::: Records for processing :::
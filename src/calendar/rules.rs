//! Built-in rule-based public holidays for a handful of retail markets.
//!
//! Only national holidays are covered; regional days and observed-day shifts
//! are not.

use super::HolidayCalendar;
use chrono::{Datelike, Duration, NaiveDate, Weekday};
use std::collections::BTreeSet;

#[derive(Debug, Clone, Copy)]
enum Rule {
    /// Same month/day every year.
    Fixed(u32, u32),
    /// Fixed date observed from the given year on.
    FixedSince(u32, u32, i32),
    /// Offset in days from Easter Sunday.
    Easter(i64),
    /// n-th occurrence (1-based) of a weekday in a month.
    Nth(u32, Weekday, u8),
    /// Last occurrence of a weekday in a month.
    Last(u32, Weekday),
}

impl Rule {
    fn resolve(self, year: i32) -> Option<NaiveDate> {
        match self {
            Rule::Fixed(month, day) => NaiveDate::from_ymd_opt(year, month, day),
            Rule::FixedSince(month, day, since) if year >= since => {
                NaiveDate::from_ymd_opt(year, month, day)
            }
            Rule::FixedSince(..) => None,
            Rule::Easter(offset) => easter_sunday(year).map(|d| d + Duration::days(offset)),
            Rule::Nth(month, weekday, n) => {
                NaiveDate::from_weekday_of_month_opt(year, month, weekday, n)
            }
            Rule::Last(month, weekday) => last_weekday_of_month(year, month, weekday),
        }
    }
}

const GOOD_FRIDAY: Rule = Rule::Easter(-2);
const EASTER_MONDAY: Rule = Rule::Easter(1);
const ASCENSION: Rule = Rule::Easter(39);
const WHIT_MONDAY: Rule = Rule::Easter(50);

const FR: &[Rule] = &[
    Rule::Fixed(1, 1),
    EASTER_MONDAY,
    Rule::Fixed(5, 1),
    Rule::Fixed(5, 8),
    ASCENSION,
    WHIT_MONDAY,
    Rule::Fixed(7, 14),
    Rule::Fixed(8, 15),
    Rule::Fixed(11, 1),
    Rule::Fixed(11, 11),
    Rule::Fixed(12, 25),
];

const DE: &[Rule] = &[
    Rule::Fixed(1, 1),
    GOOD_FRIDAY,
    EASTER_MONDAY,
    Rule::Fixed(5, 1),
    ASCENSION,
    WHIT_MONDAY,
    Rule::FixedSince(10, 3, 1990),
    Rule::Fixed(12, 25),
    Rule::Fixed(12, 26),
];

const GB: &[Rule] = &[
    Rule::Fixed(1, 1),
    GOOD_FRIDAY,
    EASTER_MONDAY,
    Rule::Nth(5, Weekday::Mon, 1),
    Rule::Last(5, Weekday::Mon),
    Rule::Last(8, Weekday::Mon),
    Rule::Fixed(12, 25),
    Rule::Fixed(12, 26),
];

const US: &[Rule] = &[
    Rule::Fixed(1, 1),
    Rule::Nth(1, Weekday::Mon, 3),
    Rule::Nth(2, Weekday::Mon, 3),
    Rule::Last(5, Weekday::Mon),
    Rule::FixedSince(6, 19, 2021),
    Rule::Fixed(7, 4),
    Rule::Nth(9, Weekday::Mon, 1),
    Rule::Nth(10, Weekday::Mon, 2),
    Rule::Fixed(11, 11),
    Rule::Nth(11, Weekday::Thu, 4),
    Rule::Fixed(12, 25),
];

const ES: &[Rule] = &[
    Rule::Fixed(1, 1),
    Rule::Fixed(1, 6),
    GOOD_FRIDAY,
    Rule::Fixed(5, 1),
    Rule::Fixed(8, 15),
    Rule::Fixed(10, 12),
    Rule::Fixed(11, 1),
    Rule::Fixed(12, 6),
    Rule::Fixed(12, 8),
    Rule::Fixed(12, 25),
];

const IT: &[Rule] = &[
    Rule::Fixed(1, 1),
    Rule::Fixed(1, 6),
    EASTER_MONDAY,
    Rule::Fixed(4, 25),
    Rule::Fixed(5, 1),
    Rule::Fixed(6, 2),
    Rule::Fixed(8, 15),
    Rule::Fixed(11, 1),
    Rule::Fixed(12, 8),
    Rule::Fixed(12, 25),
    Rule::Fixed(12, 26),
];

const BE: &[Rule] = &[
    Rule::Fixed(1, 1),
    EASTER_MONDAY,
    Rule::Fixed(5, 1),
    ASCENSION,
    WHIT_MONDAY,
    Rule::Fixed(7, 21),
    Rule::Fixed(8, 15),
    Rule::Fixed(11, 1),
    Rule::Fixed(11, 11),
    Rule::Fixed(12, 25),
];

/// Rule-based national holidays for FR, DE, GB (alias UK), US, ES, IT and BE.
#[derive(Debug, Clone, Copy, Default)]
pub struct PublicHolidays;

impl PublicHolidays {
    pub fn new() -> Self {
        Self
    }

    /// Whether the built-in rules know `country`.
    pub fn supports(country: &str) -> bool {
        rules_for(country).is_some()
    }
}

impl HolidayCalendar for PublicHolidays {
    fn holidays(&self, country: &str, year: i32) -> BTreeSet<NaiveDate> {
        rules_for(country)
            .map(|rules| rules.iter().filter_map(|r| r.resolve(year)).collect())
            .unwrap_or_default()
    }
}

fn rules_for(country: &str) -> Option<&'static [Rule]> {
    match country.trim().to_uppercase().as_str() {
        "FR" => Some(FR),
        "DE" => Some(DE),
        "GB" | "UK" => Some(GB),
        "US" => Some(US),
        "ES" => Some(ES),
        "IT" => Some(IT),
        "BE" => Some(BE),
        _ => None,
    }
}

/// Gregorian Easter Sunday (anonymous Gregorian algorithm).
fn easter_sunday(year: i32) -> Option<NaiveDate> {
    let a = year.rem_euclid(19);
    let b = year.div_euclid(100);
    let c = year.rem_euclid(100);
    let d = b / 4;
    let e = b % 4;
    let f = (b + 8) / 25;
    let g = (b - f + 1) / 3;
    let h = (19 * a + b - d - g + 15) % 30;
    let i = c / 4;
    let k = c % 4;
    let l = (32 + 2 * e + 2 * i - h - k) % 7;
    let m = (a + 11 * h + 22 * l) / 451;
    let month = (h + l - 7 * m + 114) / 31;
    let day = (h + l - 7 * m + 114) % 31 + 1;
    NaiveDate::from_ymd_opt(year, month as u32, day as u32)
}

fn last_weekday_of_month(year: i32, month: u32, weekday: Weekday) -> Option<NaiveDate> {
    let first_of_next = if month == 12 {
        NaiveDate::from_ymd_opt(year + 1, 1, 1)?
    } else {
        NaiveDate::from_ymd_opt(year, month + 1, 1)?
    };
    let last = first_of_next.pred_opt()?;
    let back = (7 + last.weekday().num_days_from_monday() as i64
        - weekday.num_days_from_monday() as i64)
        % 7;
    Some(last - Duration::days(back))
}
:::
» **Exercise**
Give the listing once more, unchanged in every line.

» **Your solution**
filename src/calendar/rules.rs
//! Built-in rule-based public holidays for a handful of retail markets.
//!
//! Only national holidays are covered; regional days and observed-day shifts
//! are not.

use super::HolidayCalendar;
use chrono::{Datelike, Duration, NaiveDate, Weekday};
use std::collections::BTreeSet;

#[derive(Debug, Clone, Copy)]
enum Rule {
    /// Same month/day every year.
    Fixed(u32, u32),
    /// Fixed date observed from the given year on.
    FixedSince(u32, u32, i32),
    /// Offset in days from Easter Sunday.
    Easter(i64),
    /// n-th occurrence (1-based) of a weekday in a month.
    Nth(u32, Weekday, u8),
    /// Last occurrence of a weekday in a month.
    Last(u32, Weekday),
}

impl Rule {
    fn resolve(self, year: i32) -> Option<NaiveDate> {
        match self {
            Rule::Fixed(month, day) => NaiveDate::from_ymd_opt(year, month, day),
            Rule::FixedSince(month, day, since) if year >= since => {
                NaiveDate::from_ymd_opt(year, month, day)
            }
            Rule::FixedSince(..) => None,
            Rule::Easter(offset) => easter_sunday(year).map(|d| d + Duration::days(offset)),
            Rule::Nth(month, weekday, n) => {
                NaiveDate::from_weekday_of_month_opt(year, month, weekday, n)
            }
            Rule::Last(month, weekday) => last_weekday_of_month(year, month, weekday),
        }
    }
}

const GOOD_FRIDAY: Rule = Rule::Easter(-2);
const EASTER_MONDAY: Rule = Rule::Easter(1);
const ASCENSION: Rule = Rule::Easter(39);
const WHIT_MONDAY: Rule = Rule::Easter(50);

const FR: &[Rule] = &[
    Rule::Fixed(1, 1),
    EASTER_MONDAY,
    Rule::Fixed(5, 1),
    Rule::Fixed(5, 8),
    ASCENSION,
    WHIT_MONDAY,
    Rule::Fixed(7, 14),
    Rule::Fixed(8, 15),
    Rule::Fixed(11, 1),
    Rule::Fixed(11, 11),
    Rule::Fixed(12, 25),
];

const DE: &[Rule] = &[
    Rule::Fixed(1, 1),
    GOOD_FRIDAY,
    EASTER_MONDAY,
    Rule::Fixed(5, 1),
    ASCENSION,
    WHIT_MONDAY,
    Rule::FixedSince(10, 3, 1990),
    Rule::Fixed(12, 25),
    Rule::Fixed(12, 26),
];

const GB: &[Rule] = &[
    Rule::Fixed(1, 1),
    GOOD_FRIDAY,
    EASTER_MONDAY,
    Rule::Nth(5, Weekday::Mon, 1),
    Rule::Last(5, Weekday::Mon),
    Rule::Last(8, Weekday::Mon),
    Rule::Fixed(12, 25),
    Rule::Fixed(12, 26),
];

const US: &[Rule] = &[
    Rule::Fixed(1, 1),
    Rule::Nth(1, Weekday::Mon, 3),
    Rule::Nth(2, Weekday::Mon, 3),
    Rule::Last(5, Weekday::Mon),
    Rule::FixedSince(6, 19, 2021),
    Rule::Fixed(7, 4),
    Rule::Nth(9, Weekday::Mon, 1),
    Rule::Nth(10, Weekday::Mon, 2),
    Rule::Fixed(11, 11),
    Rule::Nth(11, Weekday::Thu, 4),
    Rule::Fixed(12, 25),
];

const ES: &[Rule] = &[
    Rule::Fixed(1, 1),
    Rule::Fixed(1, 6),
    GOOD_FRIDAY,
    Rule::Fixed(5, 1),
    Rule::Fixed(8, 15),
    Rule::Fixed(10, 12),
    Rule::Fixed(11, 1),
    Rule::Fixed(12, 6),
    Rule::Fixed(12, 8),
    Rule::Fixed(12, 25),
];

const IT: &[Rule] = &[
    Rule::Fixed(1, 1),
    Rule::Fixed(1, 6),
    EASTER_MONDAY,
    Rule::Fixed(4, 25),
    Rule::Fixed(5, 1),
    Rule::Fixed(6, 2),
    Rule::Fixed(8, 15),
    Rule::Fixed(11, 1),
    Rule::Fixed(12, 8),
    Rule::Fixed(12, 25),
    Rule::Fixed(12, 26),
];

const BE: &[Rule] = &[
    Rule::Fixed(1, 1),
    EASTER_MONDAY,
    Rule::Fixed(5, 1),
    ASCENSION,
    WHIT_MONDAY,
    Rule::Fixed(7, 21),
    Rule::Fixed(8, 15),
    Rule::Fixed(11, 1),
    Rule::Fixed(11, 11),
    Rule::Fixed(12, 25),
];

/// Rule-based national holidays for FR, DE, GB (alias UK), US, ES, IT and BE.
#[derive(Debug, Clone, Copy, Default)]
pub struct PublicHolidays;

impl PublicHolidays {
    pub fn new() -> Self {
        Self
    }

    /// Whether the built-in rules know `country`.
    pub fn supports(country: &str) -> bool {
        rules_for(country).is_some()
    }
}

impl HolidayCalendar for PublicHolidays {
    fn holidays(&self, country: &str, year: i32) -> BTreeSet<NaiveDate> {
        rules_for(country)
            .map(|rules| rules.iter().filter_map(|r| r.resolve(year)).collect())
            .unwrap_or_default()
    }
}

fn rules_for(country: &str) -> Option<&'static [Rule]> {
    match country.trim().to_uppercase().as_str() {
        "FR" => Some(FR),
        "DE" => Some(DE),
        "GB" | "UK" => Some(GB),
        "US" => Some(US),
        "ES" => Some(ES),
        "IT" => Some(IT),
        "BE" => Some(BE),
        _ => None,
    }
}

/// Gregorian Easter Sunday (anonymous Gregorian algorithm).
fn easter_sunday(year: i32) -> Option<NaiveDate> {
    let a = year.rem_euclid(19);
    let b = year.div_euclid(100);
    let c = year.rem_euclid(100);
    let d = b / 4;
    let e = b % 4;
    let f = (b + 8) / 25;
    let g = (b - f + 1) / 3;
    let h = (19 * a + b - d - g + 15) % 30;
    let i = c / 4;
    let k = c % 4;
    let l = (32 + 2 * e + 2 * i - h - k) % 7;
    let m = (a + 11 * h + 22 * l) / 451;
    let month = (h + l - 7 * m + 114) / 31;
    let day = (h + l - 7 * m + 114) % 31 + 1;
    NaiveDate::from_ymd_opt(year, month as u32, day as u32)
}

fn last_weekday_of_month(year: i32, month: u32, weekday: Weekday) -> Option<NaiveDate> {
    let first_of_next = if month == 12 {
        NaiveDate::from_ymd_opt(year + 1, 1, 1)?
    } else {
        NaiveDate::from_ymd_opt(year, month + 1, 1)?
    };
    let last = first_of_next.pred_opt()?;
    let back = (7 + last.weekday().num_days_from_monday() as i64
        - weekday.num_days_from_monday() as i64)
        % 7;
    Some(last - Duration::days(back))
}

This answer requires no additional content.